Deep learning and genomics: the splicing code [and breast cancer features]
Last summer, I wrote a little bit about potential applications of deep learning to genomics. What I had in mind then was (i) to learn a hierarchy of cell types based on single-cell RNA sequencing data (with gene expression measures in the form of integers or floats as inputs) and (ii) to discover features in metagenomics data (based on short sequence snippets; k-mers). I had some doubts regarding the latter application because I was not sure how much the system could learn from short k-mers. Well, now someone has tried deep learning from DNA sequence features!
Let’s back up a little bit. One of many intriguing questions in biology is exactly how splicing works. A lot is known about the rules controlling it but not everything. A recent article in Science, The human splicing code reveals new insights into the genetic determinants of disease (unfortunately paywalled), used a machine learning approach (ensembles of neural networks) to predict splicing events and the effects of single-base mutations on the same using only DNA sequence information as input. Melissa Gymrek has a good blog post on the paper, so I won’t elaborate too much. Importantly though, in this paper the features are still hand-crafted (there are 1393 sequence based features).

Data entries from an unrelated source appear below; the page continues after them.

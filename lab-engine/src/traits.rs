//! Core traits for the lab engine

use crate::{LabResult, ProcessOutput, ValidatedTarget};
use async_trait::async_trait;
use lab_common::SecurityLevel;

/// Input policy applied to a diagnostic target before anything is spawned
pub trait TargetPolicy: Send + Sync {
    /// Level this policy implements
    fn level(&self) -> SecurityLevel;

    /// Sanitize and/or validate a raw target
    fn prepare(&self, raw: &str) -> LabResult<ValidatedTarget>;

    /// Short human-readable summary shown on the lab page
    fn description(&self) -> &'static str;
}

/// Spawns external programs with an explicit argument vector.
///
/// Implementations must never route arguments through a shell.
#[async_trait]
pub trait ProcessRunner: Send + Sync {
    async fn run(&self, program: &str, args: &[String]) -> LabResult<ProcessOutput>;
}
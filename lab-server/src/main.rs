use anyhow::Context;
use clap::Parser;
use lab_server::{init_logging, Cli, LabServer};

#[tokio::main]
async fn main() -> anyhow::Result<()> {
    let cli = Cli::parse();
    let config = cli.load_config().context("Failed to load configuration")?;

    // held for the life of the process so buffered file logs are flushed
    let _log_guard = init_logging(&config.logging).context("Failed to initialize logging")?;

    tracing::info!(
        content_root = %config.content_root.display(),
        default_security = %config.default_security,
        ping_program = %config.ping.program,
        "vulnlab starting"
    );

    println!("🚀 vulnlab starting...");
    println!("🌐 Lab available at: http://{}", config.listen_address());
    println!("📁 Content root: {}", config.content_root.display());
    println!();
    println!("💡 Tip: Use --help to see all available options");
    println!();

    LabServer::new(config)
        .start()
        .await
        .context("Lab server failed")?;

    Ok(())
}
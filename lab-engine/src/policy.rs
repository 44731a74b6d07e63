//! Target policies for the command injection lab
//!
//! Each security level gets one `TargetPolicy`. The weaker ones are kept as
//! reference variants for learners: `Permissive` and `PartialBlacklist` let
//! hostile input reach the ping utility as its target argument. No policy can
//! change which program runs or how many arguments it gets, because the
//! runner never goes through a shell.

use crate::error::{LabError, LabResult};
use crate::security::{is_ip_address, matches_host_pattern, trim_target, Blacklist};
use crate::traits::TargetPolicy;
use crate::types::ValidatedTarget;
use lab_common::SecurityLevel;
use tracing::debug;

/// Low: input is used exactly as submitted
pub struct PermissivePolicy;

impl TargetPolicy for PermissivePolicy {
    fn level(&self) -> SecurityLevel {
        SecurityLevel::Low
    }

    fn prepare(&self, raw: &str) -> LabResult<ValidatedTarget> {
        Ok(ValidatedTarget::new(raw.to_string()))
    }

    fn description(&self) -> &'static str {
        "No sanitization: the submitted target is passed through unchanged"
    }
}

/// Medium: strips `&&` and `;`, nothing else
pub struct PartialBlacklistPolicy {
    blacklist: Blacklist,
}

impl PartialBlacklistPolicy {
    pub fn new() -> Self {
        Self {
            blacklist: Blacklist::medium(),
        }
    }
}

impl Default for PartialBlacklistPolicy {
    fn default() -> Self {
        Self::new()
    }
}

impl TargetPolicy for PartialBlacklistPolicy {
    fn level(&self) -> SecurityLevel {
        SecurityLevel::Medium
    }

    fn prepare(&self, raw: &str) -> LabResult<ValidatedTarget> {
        Ok(ValidatedTarget::new(self.blacklist.apply(raw)))
    }

    fn description(&self) -> &'static str {
        "Blacklist: removes '&&' and ';' before use"
    }
}

/// High: trims, strips a larger blacklist, then checks format and IP syntax
pub struct StrictPolicy {
    blacklist: Blacklist,
}

impl StrictPolicy {
    pub fn new() -> Self {
        Self {
            blacklist: Blacklist::high(),
        }
    }
}

impl Default for StrictPolicy {
    fn default() -> Self {
        Self::new()
    }
}

impl TargetPolicy for StrictPolicy {
    fn level(&self) -> SecurityLevel {
        SecurityLevel::High
    }

    fn prepare(&self, raw: &str) -> LabResult<ValidatedTarget> {
        let target = self.blacklist.apply(trim_target(raw));
        if !matches_host_pattern(&target) {
            debug!(target = %target, "Target failed host pattern");
            return Err(LabError::invalid_target(&target, "not a hostname or IP address"));
        }
        if !is_ip_address(&target) {
            return Err(LabError::invalid_ip(&target));
        }
        Ok(ValidatedTarget::new(target))
    }

    fn description(&self) -> &'static str {
        "Blacklist, then hostname pattern and IP address checks"
    }
}

/// Impossible: no rewriting at all, only an allow-list
pub struct AllowListPolicy;

impl TargetPolicy for AllowListPolicy {
    fn level(&self) -> SecurityLevel {
        SecurityLevel::Impossible
    }

    fn prepare(&self, raw: &str) -> LabResult<ValidatedTarget> {
        let target = trim_target(raw);
        if !matches_host_pattern(target) {
            return Err(LabError::invalid_target(target, "not a hostname or IP address"));
        }
        if !is_ip_address(target) {
            return Err(LabError::invalid_ip(target));
        }
        Ok(ValidatedTarget::new(target.to_string()))
    }

    fn description(&self) -> &'static str {
        "Allow-list: only a well-formed IP address is accepted"
    }
}

/// Factory for creating policies
pub struct PolicyFactory;

impl PolicyFactory {
    /// Create the policy for a security level
    pub fn create(level: SecurityLevel) -> Box<dyn TargetPolicy> {
        match level {
            SecurityLevel::Low => Box::new(PermissivePolicy),
            SecurityLevel::Medium => Box::new(PartialBlacklistPolicy::new()),
            SecurityLevel::High => Box::new(StrictPolicy::new()),
            SecurityLevel::Impossible => Box::new(AllowListPolicy),
        }
    }
}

In an extension of this work, the same group used deep learning to actually learn the features from the sequence data. Hannes Bretschneider posted this presentation from NIPS 2014 describing the work, and it is very interesting. They used a convolutional network that was able to discover things like the reading frame (the three-nucleotide periodicity resulting from how amino acids are encoded in protein-coding DNA stretches) and known splicing signals.
They have also made available a GPU-accelerated deep learning library for DNA sequence data for Python: Hebel. Right now it seems like only feedforward nets are available (not the convolutional nets mentioned in the talk). I am currently trying to install the package on my Mac.
Needless to say, I think this is a very interesting development and I hope to try this approach on some entirely different problem.
Edit 2015-01-06. Well, what do you know! Just found out that my suggestion (i) has been tried as well. At the currently ongoing PSB’15 conference, Jie Tan has presented work using a denoising autoencoder network to learn a representation of breast cancer gene expression data. The learned features were shown to represent things like tumor vs. normal tissue status, estrogen receptor (ER) status and molecular subtypes. I had thought that there wasn’t enough data yet to support this kind of approach (and even told someone who suggested using The Cancer Genome Atlas [TCGA] data as much at a data science workshop last month – this work uses TCGA data as well as data from METABRIC), and the authors remark in the paper that it is surprising that the method seems to work so well. Previously my thinking was that we needed to await the masses of single-cell gene expression data that are going to come out in the coming years.